Ces processus de dégénérescence extrême sont conditionnés par la violence des rapports de classes (nationaux et internationaux) sur des mouvements armés (la possession d’armes et d’argent facilitant l’autonomisation d’une organisation). La clef du phénomène reste (comme par le passé) le déracinement social. Mais pourquoi ces mouvements « déracinés » ne deviennent-ils pas de simples bandes armées ? Pour le saisir, il faut probablement faire appel à des éléments qui empruntent à une sociologie plus fine (déracinement de l’intelligentsia militante...), à la psychologie (déracinement des individus) et à l’analyse de genre des rapports de pouvoir.

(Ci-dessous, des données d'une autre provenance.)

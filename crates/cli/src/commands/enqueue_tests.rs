// SPDX-License-Identifier: MIT
// Copyright (c) 2026 Alfred Jean LLC

#![allow(clippy::unwrap_used)]

use fieldsync_core::{ItemStatus, DEFAULT_MAX_RETRIES};

use super::*;
use crate::commands::tests::temp_context;

#[test]
fn enqueue_applies_processor_defaults() {
    let (_dir, ctx) = temp_context();
    let processor = ctx.manual_processor().unwrap();

    let item =
        enqueue(&processor, ItemType::Session, "s1".into(), "s1".into(), None, None).unwrap();

    assert_eq!(item.status, ItemStatus::Pending);
    assert_eq!(item.priority, 0);
    assert_eq!(item.max_retries, DEFAULT_MAX_RETRIES);
    assert_eq!(processor.store().find_by_id(&item.id).unwrap(), Some(item));
}

#[test]
fn enqueue_with_explicit_priority_and_retries() {
    let (_dir, ctx) = temp_context();
    let processor = ctx.manual_processor().unwrap();

    let item = enqueue(
        &processor,
        ItemType::Audio,
        "s1".into(),
        "a1".into(),
        Some(3),
        Some(7),
    )
    .unwrap();

    assert_eq!(item.priority, 3);
    assert_eq!(item.max_retries, 7);
}

#[test]
fn enqueue_rejects_blank_session() {
    let (_dir, ctx) = temp_context();
    let processor = ctx.manual_processor().unwrap();

    let err = enqueue(&processor, ItemType::Session, " ".into(), "s1".into(), None, None)
        .unwrap_err();
    assert!(err.to_string().contains("session id cannot be empty"), "{err}");
}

Il ne s’agit pas seulement de comprendre, mais aussi d’être mieux à même de combattre une menace qui surgit de l’intérieur d’une lutte d’émancipation sociale. Il nous faut analyser ce qu’il y a de neuf dans ces processus de dégénérescence (ou approfondir des éléments d’analyses peu travaillés ou peu collectivisés dans le passé). Tout en gardant pour « ligne de marche » une conception marxiste très classique de la révolution, comprise comme un processus d’auto-émancipation (individuelle et collective). Avec, pour préoccupation constante, la mise en œuvre effective et dans tous les domaines de ce principe directeur.